TASK DETAILS:
Examine the entries below, count the lines holding the string "OpenAIConfig", and respond with the number only.

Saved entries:

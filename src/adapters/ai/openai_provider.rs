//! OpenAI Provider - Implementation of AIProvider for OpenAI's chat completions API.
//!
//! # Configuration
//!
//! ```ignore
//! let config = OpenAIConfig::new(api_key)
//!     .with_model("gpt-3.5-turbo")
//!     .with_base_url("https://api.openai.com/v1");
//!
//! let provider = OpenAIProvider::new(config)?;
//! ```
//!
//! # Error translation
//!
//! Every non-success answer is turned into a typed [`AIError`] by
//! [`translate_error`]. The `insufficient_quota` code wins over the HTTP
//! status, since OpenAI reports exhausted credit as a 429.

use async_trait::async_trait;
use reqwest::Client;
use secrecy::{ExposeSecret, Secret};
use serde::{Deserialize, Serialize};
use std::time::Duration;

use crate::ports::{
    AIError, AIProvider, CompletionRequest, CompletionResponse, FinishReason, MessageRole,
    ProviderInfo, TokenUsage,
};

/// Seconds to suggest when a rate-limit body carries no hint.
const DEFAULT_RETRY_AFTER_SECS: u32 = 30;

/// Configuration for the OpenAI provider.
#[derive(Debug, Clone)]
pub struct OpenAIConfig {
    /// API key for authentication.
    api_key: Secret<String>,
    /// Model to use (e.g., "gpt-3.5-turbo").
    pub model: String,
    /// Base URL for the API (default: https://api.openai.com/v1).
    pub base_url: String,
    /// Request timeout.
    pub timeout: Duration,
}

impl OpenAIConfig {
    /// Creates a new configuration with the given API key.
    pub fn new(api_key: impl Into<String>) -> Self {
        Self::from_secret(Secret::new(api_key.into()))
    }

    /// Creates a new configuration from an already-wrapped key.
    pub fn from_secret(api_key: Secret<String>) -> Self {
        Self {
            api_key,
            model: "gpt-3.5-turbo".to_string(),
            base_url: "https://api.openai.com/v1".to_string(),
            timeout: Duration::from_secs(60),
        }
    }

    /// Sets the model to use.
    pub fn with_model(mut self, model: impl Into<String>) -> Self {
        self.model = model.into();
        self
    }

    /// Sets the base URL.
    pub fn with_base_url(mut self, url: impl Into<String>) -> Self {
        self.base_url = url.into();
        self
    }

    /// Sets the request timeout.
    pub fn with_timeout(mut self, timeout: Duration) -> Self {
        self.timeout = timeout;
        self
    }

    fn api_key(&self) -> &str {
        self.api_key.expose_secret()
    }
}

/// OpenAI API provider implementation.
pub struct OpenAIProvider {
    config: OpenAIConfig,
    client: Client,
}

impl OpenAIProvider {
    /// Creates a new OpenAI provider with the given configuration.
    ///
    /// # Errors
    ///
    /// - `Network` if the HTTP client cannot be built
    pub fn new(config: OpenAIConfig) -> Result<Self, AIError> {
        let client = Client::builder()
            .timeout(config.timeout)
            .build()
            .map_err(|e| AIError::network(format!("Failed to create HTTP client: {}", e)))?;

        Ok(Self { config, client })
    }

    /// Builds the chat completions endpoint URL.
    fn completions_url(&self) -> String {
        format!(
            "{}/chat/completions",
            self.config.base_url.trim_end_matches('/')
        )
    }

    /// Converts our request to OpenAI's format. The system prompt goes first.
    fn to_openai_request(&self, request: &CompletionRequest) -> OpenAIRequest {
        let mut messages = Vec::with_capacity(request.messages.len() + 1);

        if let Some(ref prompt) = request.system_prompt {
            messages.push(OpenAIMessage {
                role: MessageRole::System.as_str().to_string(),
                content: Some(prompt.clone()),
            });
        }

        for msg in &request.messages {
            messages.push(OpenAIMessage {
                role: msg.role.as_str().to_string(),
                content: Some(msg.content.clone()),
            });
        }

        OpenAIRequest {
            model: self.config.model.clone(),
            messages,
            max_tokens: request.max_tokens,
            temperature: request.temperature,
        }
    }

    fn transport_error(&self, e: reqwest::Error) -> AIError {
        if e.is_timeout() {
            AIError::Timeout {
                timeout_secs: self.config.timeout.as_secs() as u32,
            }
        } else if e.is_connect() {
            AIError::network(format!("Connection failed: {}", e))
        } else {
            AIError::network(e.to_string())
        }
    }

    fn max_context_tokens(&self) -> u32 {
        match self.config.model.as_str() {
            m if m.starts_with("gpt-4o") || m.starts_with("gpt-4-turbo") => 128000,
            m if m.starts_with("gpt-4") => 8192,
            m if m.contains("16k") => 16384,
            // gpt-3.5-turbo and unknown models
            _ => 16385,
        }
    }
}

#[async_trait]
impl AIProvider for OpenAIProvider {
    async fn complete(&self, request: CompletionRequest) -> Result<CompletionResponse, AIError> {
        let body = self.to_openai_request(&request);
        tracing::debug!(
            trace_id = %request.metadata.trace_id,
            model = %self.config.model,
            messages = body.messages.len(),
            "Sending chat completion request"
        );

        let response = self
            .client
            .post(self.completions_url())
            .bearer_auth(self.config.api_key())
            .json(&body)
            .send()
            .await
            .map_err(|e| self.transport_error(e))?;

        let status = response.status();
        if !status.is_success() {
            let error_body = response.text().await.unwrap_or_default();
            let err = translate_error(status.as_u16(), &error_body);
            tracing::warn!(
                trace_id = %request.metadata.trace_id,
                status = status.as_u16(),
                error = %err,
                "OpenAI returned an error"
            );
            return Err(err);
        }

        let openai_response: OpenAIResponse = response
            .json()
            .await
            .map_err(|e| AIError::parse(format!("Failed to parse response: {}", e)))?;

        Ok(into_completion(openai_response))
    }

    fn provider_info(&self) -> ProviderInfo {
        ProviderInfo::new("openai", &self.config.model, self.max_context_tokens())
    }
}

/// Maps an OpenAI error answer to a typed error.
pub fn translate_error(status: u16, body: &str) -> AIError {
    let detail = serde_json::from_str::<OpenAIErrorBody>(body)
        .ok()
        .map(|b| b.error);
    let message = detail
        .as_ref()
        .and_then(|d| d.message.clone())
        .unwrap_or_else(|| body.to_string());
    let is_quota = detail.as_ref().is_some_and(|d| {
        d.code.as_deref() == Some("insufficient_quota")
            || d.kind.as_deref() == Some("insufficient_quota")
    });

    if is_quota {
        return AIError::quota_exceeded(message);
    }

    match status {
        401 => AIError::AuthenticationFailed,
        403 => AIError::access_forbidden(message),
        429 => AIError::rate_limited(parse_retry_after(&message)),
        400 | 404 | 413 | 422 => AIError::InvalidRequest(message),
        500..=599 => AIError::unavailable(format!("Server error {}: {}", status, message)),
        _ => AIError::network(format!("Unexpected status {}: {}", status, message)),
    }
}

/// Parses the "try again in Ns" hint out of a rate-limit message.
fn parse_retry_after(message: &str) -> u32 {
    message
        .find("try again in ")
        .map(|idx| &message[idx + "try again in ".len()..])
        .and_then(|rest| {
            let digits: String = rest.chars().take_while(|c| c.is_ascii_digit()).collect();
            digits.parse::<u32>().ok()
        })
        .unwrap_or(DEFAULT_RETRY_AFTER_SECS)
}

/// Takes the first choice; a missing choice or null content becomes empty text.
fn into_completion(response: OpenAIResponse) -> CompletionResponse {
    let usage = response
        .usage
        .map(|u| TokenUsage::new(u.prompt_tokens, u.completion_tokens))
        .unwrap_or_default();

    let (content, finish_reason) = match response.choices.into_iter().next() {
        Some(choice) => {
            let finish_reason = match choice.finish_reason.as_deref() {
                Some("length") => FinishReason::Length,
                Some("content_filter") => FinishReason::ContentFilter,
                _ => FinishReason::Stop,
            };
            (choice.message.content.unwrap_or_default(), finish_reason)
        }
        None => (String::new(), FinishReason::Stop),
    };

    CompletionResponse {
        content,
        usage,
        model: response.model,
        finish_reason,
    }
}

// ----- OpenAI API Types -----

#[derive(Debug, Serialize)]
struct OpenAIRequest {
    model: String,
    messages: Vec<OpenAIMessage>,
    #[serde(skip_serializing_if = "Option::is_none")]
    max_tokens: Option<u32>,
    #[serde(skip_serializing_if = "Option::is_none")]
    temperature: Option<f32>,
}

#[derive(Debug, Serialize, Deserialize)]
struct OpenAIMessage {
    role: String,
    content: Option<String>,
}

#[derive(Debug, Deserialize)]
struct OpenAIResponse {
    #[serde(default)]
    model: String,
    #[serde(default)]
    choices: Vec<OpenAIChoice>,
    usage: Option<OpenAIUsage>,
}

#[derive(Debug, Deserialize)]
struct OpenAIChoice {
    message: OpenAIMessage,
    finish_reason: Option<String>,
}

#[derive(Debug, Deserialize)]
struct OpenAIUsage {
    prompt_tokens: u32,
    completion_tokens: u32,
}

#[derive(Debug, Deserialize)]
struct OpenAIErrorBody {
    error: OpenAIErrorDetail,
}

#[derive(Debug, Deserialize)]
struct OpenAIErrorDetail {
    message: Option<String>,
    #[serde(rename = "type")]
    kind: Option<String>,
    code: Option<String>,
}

RESPONSE FOR THIS EXERCISE:
5